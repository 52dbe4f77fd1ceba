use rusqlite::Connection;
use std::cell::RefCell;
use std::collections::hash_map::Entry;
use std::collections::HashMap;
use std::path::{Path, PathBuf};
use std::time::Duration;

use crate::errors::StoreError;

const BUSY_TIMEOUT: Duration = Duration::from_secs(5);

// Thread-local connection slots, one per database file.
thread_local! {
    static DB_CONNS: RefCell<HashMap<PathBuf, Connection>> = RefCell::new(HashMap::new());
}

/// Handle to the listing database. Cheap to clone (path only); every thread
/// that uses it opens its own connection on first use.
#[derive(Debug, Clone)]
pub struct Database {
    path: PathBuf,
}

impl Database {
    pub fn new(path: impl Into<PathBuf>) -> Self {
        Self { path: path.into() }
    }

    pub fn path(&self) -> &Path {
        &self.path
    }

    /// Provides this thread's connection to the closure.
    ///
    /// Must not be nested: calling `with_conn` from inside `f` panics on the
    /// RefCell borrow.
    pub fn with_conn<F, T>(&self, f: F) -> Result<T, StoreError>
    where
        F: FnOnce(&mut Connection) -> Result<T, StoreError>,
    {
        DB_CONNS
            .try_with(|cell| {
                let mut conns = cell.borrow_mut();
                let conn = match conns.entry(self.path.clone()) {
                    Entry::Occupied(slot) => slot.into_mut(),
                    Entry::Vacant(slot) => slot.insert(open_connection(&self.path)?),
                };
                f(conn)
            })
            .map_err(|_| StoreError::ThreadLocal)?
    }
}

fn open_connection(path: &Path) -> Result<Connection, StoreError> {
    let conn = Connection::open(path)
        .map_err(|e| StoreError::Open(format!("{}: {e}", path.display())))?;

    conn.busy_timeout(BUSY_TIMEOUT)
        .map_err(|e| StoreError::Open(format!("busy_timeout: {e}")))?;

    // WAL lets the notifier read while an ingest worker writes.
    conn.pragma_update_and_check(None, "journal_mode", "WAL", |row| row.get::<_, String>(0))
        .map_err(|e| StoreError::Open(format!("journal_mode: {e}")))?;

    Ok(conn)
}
==========
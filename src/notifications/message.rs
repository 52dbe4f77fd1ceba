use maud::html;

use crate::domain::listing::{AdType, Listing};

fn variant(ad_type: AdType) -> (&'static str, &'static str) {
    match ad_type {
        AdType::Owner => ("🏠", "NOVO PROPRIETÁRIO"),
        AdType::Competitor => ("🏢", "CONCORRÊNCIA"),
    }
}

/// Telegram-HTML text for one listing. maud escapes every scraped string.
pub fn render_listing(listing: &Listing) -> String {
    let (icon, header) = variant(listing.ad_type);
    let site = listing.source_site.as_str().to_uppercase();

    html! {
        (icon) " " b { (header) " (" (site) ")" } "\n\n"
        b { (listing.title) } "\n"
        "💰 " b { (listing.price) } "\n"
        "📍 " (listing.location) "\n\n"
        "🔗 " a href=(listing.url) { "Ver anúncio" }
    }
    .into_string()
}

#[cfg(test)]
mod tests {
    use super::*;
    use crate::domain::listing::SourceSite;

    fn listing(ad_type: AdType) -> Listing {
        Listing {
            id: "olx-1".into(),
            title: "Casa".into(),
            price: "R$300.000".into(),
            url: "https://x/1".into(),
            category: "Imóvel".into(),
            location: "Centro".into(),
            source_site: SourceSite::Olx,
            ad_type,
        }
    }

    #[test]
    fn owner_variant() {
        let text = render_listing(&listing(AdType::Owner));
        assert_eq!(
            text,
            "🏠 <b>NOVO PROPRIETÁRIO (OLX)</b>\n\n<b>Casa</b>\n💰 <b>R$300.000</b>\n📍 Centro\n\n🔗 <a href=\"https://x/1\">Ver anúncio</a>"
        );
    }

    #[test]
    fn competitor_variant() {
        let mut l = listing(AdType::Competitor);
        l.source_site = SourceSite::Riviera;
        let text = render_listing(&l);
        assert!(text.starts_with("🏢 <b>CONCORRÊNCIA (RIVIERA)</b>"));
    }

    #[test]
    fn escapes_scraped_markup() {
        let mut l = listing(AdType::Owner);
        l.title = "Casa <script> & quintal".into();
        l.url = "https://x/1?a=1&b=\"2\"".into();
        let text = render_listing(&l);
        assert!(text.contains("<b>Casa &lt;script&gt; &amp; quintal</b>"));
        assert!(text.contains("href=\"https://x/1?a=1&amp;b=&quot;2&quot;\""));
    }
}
==========
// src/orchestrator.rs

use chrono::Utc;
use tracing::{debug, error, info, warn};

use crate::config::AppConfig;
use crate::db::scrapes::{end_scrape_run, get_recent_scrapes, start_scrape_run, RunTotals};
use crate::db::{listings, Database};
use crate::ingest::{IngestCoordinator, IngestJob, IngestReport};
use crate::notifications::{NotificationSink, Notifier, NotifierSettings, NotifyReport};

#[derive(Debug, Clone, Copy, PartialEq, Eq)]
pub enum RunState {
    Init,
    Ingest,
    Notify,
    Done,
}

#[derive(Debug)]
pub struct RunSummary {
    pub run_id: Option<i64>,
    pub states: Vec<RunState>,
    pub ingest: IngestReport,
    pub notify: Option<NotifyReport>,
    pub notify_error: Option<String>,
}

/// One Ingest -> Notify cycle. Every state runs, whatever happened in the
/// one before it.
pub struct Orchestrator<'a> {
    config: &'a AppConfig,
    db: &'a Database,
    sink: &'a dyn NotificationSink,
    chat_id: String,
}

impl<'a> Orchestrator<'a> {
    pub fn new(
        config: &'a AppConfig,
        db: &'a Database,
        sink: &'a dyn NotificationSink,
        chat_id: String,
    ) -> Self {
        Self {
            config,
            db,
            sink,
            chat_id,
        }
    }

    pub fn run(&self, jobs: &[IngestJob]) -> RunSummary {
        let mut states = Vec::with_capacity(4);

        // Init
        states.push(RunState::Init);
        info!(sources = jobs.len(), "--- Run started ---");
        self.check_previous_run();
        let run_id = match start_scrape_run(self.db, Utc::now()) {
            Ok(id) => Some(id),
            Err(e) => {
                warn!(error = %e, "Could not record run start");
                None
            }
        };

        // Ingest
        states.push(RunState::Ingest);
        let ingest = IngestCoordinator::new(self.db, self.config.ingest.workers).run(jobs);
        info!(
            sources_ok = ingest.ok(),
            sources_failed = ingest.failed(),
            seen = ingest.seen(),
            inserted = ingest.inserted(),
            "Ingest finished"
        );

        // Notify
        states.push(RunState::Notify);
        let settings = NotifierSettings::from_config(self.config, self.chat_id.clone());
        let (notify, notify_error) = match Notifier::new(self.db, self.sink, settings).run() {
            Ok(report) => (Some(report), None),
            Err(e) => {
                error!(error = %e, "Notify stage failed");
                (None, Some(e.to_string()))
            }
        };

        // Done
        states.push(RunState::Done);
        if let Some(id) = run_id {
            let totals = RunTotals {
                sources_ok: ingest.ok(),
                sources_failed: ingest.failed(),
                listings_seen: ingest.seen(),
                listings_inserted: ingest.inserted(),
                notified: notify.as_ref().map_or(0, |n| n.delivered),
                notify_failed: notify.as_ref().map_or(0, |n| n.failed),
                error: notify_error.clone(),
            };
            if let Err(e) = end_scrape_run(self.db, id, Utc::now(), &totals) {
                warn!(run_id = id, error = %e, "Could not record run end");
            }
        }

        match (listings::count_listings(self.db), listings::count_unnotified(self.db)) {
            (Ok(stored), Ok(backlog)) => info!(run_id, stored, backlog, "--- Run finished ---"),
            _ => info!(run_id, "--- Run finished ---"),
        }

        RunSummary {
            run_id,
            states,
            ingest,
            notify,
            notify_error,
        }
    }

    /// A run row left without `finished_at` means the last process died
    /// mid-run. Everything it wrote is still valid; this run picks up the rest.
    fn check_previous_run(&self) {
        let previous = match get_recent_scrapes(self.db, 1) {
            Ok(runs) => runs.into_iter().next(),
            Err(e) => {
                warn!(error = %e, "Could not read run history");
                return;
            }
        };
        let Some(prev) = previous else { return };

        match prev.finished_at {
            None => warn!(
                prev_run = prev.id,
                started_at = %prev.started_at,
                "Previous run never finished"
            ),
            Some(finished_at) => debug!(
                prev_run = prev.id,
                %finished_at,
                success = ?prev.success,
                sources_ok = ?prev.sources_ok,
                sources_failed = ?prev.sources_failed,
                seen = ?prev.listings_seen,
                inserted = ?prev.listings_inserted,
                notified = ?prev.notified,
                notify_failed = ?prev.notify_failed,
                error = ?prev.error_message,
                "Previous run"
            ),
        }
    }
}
==========
Prompt: Print exactly the lines of the listing above starting at the line containing "pub fn path(&self)" and ending at the line containing "pub fn with_conn<F, T>(&self, f: F)", both included.

Result for this exercise:
    pub fn path(&self) -> &Path {
        &self.path
    }

    /// Provides this thread's connection to the closure.
    ///
    /// Must not be nested: calling `with_conn` from inside `f` panics on the
    /// RefCell borrow.
    pub fn with_conn<F, T>(&self, f: F) -> Result<T, StoreError>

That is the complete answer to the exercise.